(TASK DIRECTIONS) Begin with the first line of the listing and quote every line through the one containing "call, in seconds."; give only those lines.

(PROVIDED MATERIAL)
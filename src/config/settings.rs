//! Configuration settings for offline-ledger.
//!
//! Settings are loaded from `~/.offline-ledger/config.yaml`.

use std::time::Duration;

use serde::{Deserialize, Serialize};

use crate::error::LedgerError;
use crate::features::conflict::ConflictPolicy;

/// Main configuration structure.
#[derive(Debug, Clone, Serialize, Deserialize, Default)]
#[serde(default)]
pub struct Config {
    /// Remote API settings.
    pub remote: RemoteConfig,
    /// Mutation queue settings.
    pub queue: QueueConfig,
    /// Payment queue settings.
    pub payments: PaymentConfig,
    /// Conflict resolution settings.
    pub conflicts: ConflictConfig,
    /// Logging settings.
    pub logging: LoggingConfig,
}

/// Remote API settings.
#[derive(Debug, Clone, Serialize, Deserialize)]
#[serde(default)]
pub struct RemoteConfig {
    /// Base URL of the system of record.
    #[serde(default = "default_base_url")]
    pub base_url: String,
    /// Path prefix shared by every endpoint.
    #[serde(default = "default_api_prefix")]
    pub api_prefix: String,
    /// HTTP client timeout in seconds.
    #[serde(default = "default_request_timeout")]
    pub request_timeout_secs: u64,
    /// API key used when a queued item carries none.
    #[serde(default)]
    pub default_api_key: Option<String>,
}

/// Mutation queue settings.
#[derive(Debug, Clone, Serialize, Deserialize)]
#[serde(default)]
pub struct QueueConfig {
    /// Attempts before an item moves to the dead-letter store.
    #[serde(default = "default_max_retries")]
    pub max_retries: u32,
    /// Upper bound on a single dispatch, in seconds.
    #[serde(default = "default_dispatch_timeout")]
    pub dispatch_timeout_secs: u64,
    /// Abort in-flight dispatches when connectivity drops.
    #[serde(default = "default_true")]
    pub cancel_on_disconnect: bool,
    /// Periodic drain interval while online, in seconds.
    #[serde(default = "default_sync_interval")]
    pub sync_interval_secs: u64,
}

/// Payment queue settings.
#[derive(Debug, Clone, Serialize, Deserialize)]
#[serde(default)]
pub struct PaymentConfig {
    /// Explicit retries allowed per payment.
    #[serde(default = "default_max_retries")]
    pub max_retries: u32,

    /// Deadline for one gateway call, in seconds.
    #[serde(default = "default_dispatch_timeout")]
    pub call_timeout_secs: u64,
}

/// Conflict resolution settings.
#[derive(Debug, Clone, Serialize, Deserialize, Default)]
#[serde(default)]
pub struct ConflictConfig {
    /// Policy applied to every detected conflict.
    pub policy: ConflictPolicy,
}

/// Logging settings.
#[derive(Debug, Clone, Serialize, Deserialize)]
#[serde(default)]
pub struct LoggingConfig {
    /// `tracing` filter directive used when `RUST_LOG` is unset.
    #[serde(default = "default_log_level")]
    pub level: String,
}

// Default value functions for serde
fn default_base_url() -> String {
    "http://localhost:3000".to_string()
}

fn default_api_prefix() -> String {
    "/api/v1".to_string()
}

const fn default_request_timeout() -> u64 {
    30
}

const fn default_max_retries() -> u32 {
    3
}

const fn default_dispatch_timeout() -> u64 {
    30
}

const fn default_true() -> bool {
    true
}

const fn default_sync_interval() -> u64 {
    30
}

fn default_log_level() -> String {
    "warn".to_string()
}

impl Default for RemoteConfig {
    fn default() -> Self {
        Self {
            base_url: default_base_url(),
            api_prefix: default_api_prefix(),
            request_timeout_secs: default_request_timeout(),
            default_api_key: None,
        }
    }
}

impl Default for QueueConfig {
    fn default() -> Self {
        Self {
            max_retries: default_max_retries(),
            dispatch_timeout_secs: default_dispatch_timeout(),
            cancel_on_disconnect: default_true(),
            sync_interval_secs: default_sync_interval(),
        }
    }
}

impl Default for PaymentConfig {
    fn default() -> Self {
        Self {
            max_retries: default_max_retries(),
            call_timeout_secs: default_dispatch_timeout(),
        }
    }
}

impl Default for LoggingConfig {
    fn default() -> Self {
        Self {
            level: default_log_level(),
        }
    }
}

impl QueueConfig {
    /// Dispatch deadline as a `Duration`.
    #[must_use]
    pub const fn dispatch_timeout(&self) -> Duration {
        Duration::from_secs(self.dispatch_timeout_secs)
    }

    /// Sync tick as a `Duration`.
    #[must_use]
    pub const fn sync_interval(&self) -> Duration {
        Duration::from_secs(self.sync_interval_secs)
    }
}

impl PaymentConfig {
    /// Gateway call deadline as a `Duration`.
    #[must_use]
    pub const fn call_timeout(&self) -> Duration {
        Duration::from_secs(self.call_timeout_secs)
    }
}

impl Config {
    /// Load configuration from a specific path.
    ///
    /// If the config file doesn't exist, returns default configuration.
    ///
    /// # Errors
    ///
    /// Returns an error if the config file exists but cannot be parsed.
    pub fn load_from_path(path: &std::path::Path) -> Result<Self, LedgerError> {
        if !path.exists() {
            return Ok(Self::default());
        }

        let contents = std::fs::read_to_string(path).map_err(|e| {
            LedgerError::Config(format!(
                "Failed to read config file {}: {e}",
                path.display()
            ))
        })?;

        serde_yaml::from_str(&contents).map_err(|e| {
            LedgerError::Config(format!(
                "Failed to parse config file {}: {e}",
                path.display()
            ))
        })
    }
}

#[cfg(test)]
mod tests {
    use super::*;
    use tempfile::TempDir;

    #[test]
    fn test_default_config() {
        let config = Config::default();

        assert_eq!(config.remote.base_url, "http://localhost:3000");
        assert_eq!(config.remote.api_prefix, "/api/v1");
        assert_eq!(config.queue.max_retries, 3);
        assert_eq!(config.queue.dispatch_timeout(), Duration::from_secs(30));
        assert!(config.queue.cancel_on_disconnect);
        assert_eq!(config.payments.max_retries, 3);
        assert_eq!(config.conflicts.policy, ConflictPolicy::LatestWrite);
        assert_eq!(config.logging.level, "warn");
    }

    #[test]
    fn test_load_missing_config() {
        let temp_dir = TempDir::new().unwrap();
        let config_path = temp_dir.path().join("config.yaml");

        let config = Config::load_from_path(&config_path).unwrap();

        assert_eq!(config.queue.max_retries, 3);
    }

    #[test]
    fn test_partial_config() {
        let temp_dir = TempDir::new().unwrap();
        let config_path = temp_dir.path().join("config.yaml");

        let partial_yaml = r#"
queue:
  dispatch_timeout_secs: 5
conflicts:
  policy: manual
"#;
        std::fs::write(&config_path, partial_yaml).unwrap();

        let config = Config::load_from_path(&config_path).unwrap();

        assert_eq!(config.queue.dispatch_timeout_secs, 5);
        assert_eq!(config.queue.max_retries, 3);
        assert_eq!(config.conflicts.policy, ConflictPolicy::Manual);
        assert_eq!(config.remote.api_prefix, "/api/v1");
    }

    #[test]
    fn test_malformed_config_is_error() {
        let temp_dir = TempDir::new().unwrap();
        let config_path = temp_dir.path().join("config.yaml");
        std::fs::write(&config_path, "queue: [not, a, map").unwrap();

        let result = Config::load_from_path(&config_path);
        assert!(matches!(result, Err(LedgerError::Config(_))));
    }
}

(EXPECTED ANSWER)
filename src/config/settings.rs
//! Configuration settings for offline-ledger.
//!
//! Settings are loaded from `~/.offline-ledger/config.yaml`.

use std::time::Duration;

use serde::{Deserialize, Serialize};

use crate::error::LedgerError;
use crate::features::conflict::ConflictPolicy;

/// Main configuration structure.
#[derive(Debug, Clone, Serialize, Deserialize, Default)]
#[serde(default)]
pub struct Config {
    /// Remote API settings.
    pub remote: RemoteConfig,
    /// Mutation queue settings.
    pub queue: QueueConfig,
    /// Payment queue settings.
    pub payments: PaymentConfig,
    /// Conflict resolution settings.
    pub conflicts: ConflictConfig,
    /// Logging settings.
    pub logging: LoggingConfig,
}

/// Remote API settings.
#[derive(Debug, Clone, Serialize, Deserialize)]
#[serde(default)]
pub struct RemoteConfig {
    /// Base URL of the system of record.
    #[serde(default = "default_base_url")]
    pub base_url: String,
    /// Path prefix shared by every endpoint.
    #[serde(default = "default_api_prefix")]
    pub api_prefix: String,
    /// HTTP client timeout in seconds.
    #[serde(default = "default_request_timeout")]
    pub request_timeout_secs: u64,
    /// API key used when a queued item carries none.
    #[serde(default)]
    pub default_api_key: Option<String>,
}

/// Mutation queue settings.
#[derive(Debug, Clone, Serialize, Deserialize)]
#[serde(default)]
pub struct QueueConfig {
    /// Attempts before an item moves to the dead-letter store.
    #[serde(default = "default_max_retries")]
    pub max_retries: u32,
    /// Upper bound on a single dispatch, in seconds.
    #[serde(default = "default_dispatch_timeout")]
    pub dispatch_timeout_secs: u64,
    /// Abort in-flight dispatches when connectivity drops.
    #[serde(default = "default_true")]
    pub cancel_on_disconnect: bool,
    /// Periodic drain interval while online, in seconds.
    #[serde(default = "default_sync_interval")]
    pub sync_interval_secs: u64,
}

/// Payment queue settings.
#[derive(Debug, Clone, Serialize, Deserialize)]
#[serde(default)]
pub struct PaymentConfig {
    /// Explicit retries allowed per payment.
    #[serde(default = "default_max_retries")]
    pub max_retries: u32,

    /// Deadline for one gateway call, in seconds.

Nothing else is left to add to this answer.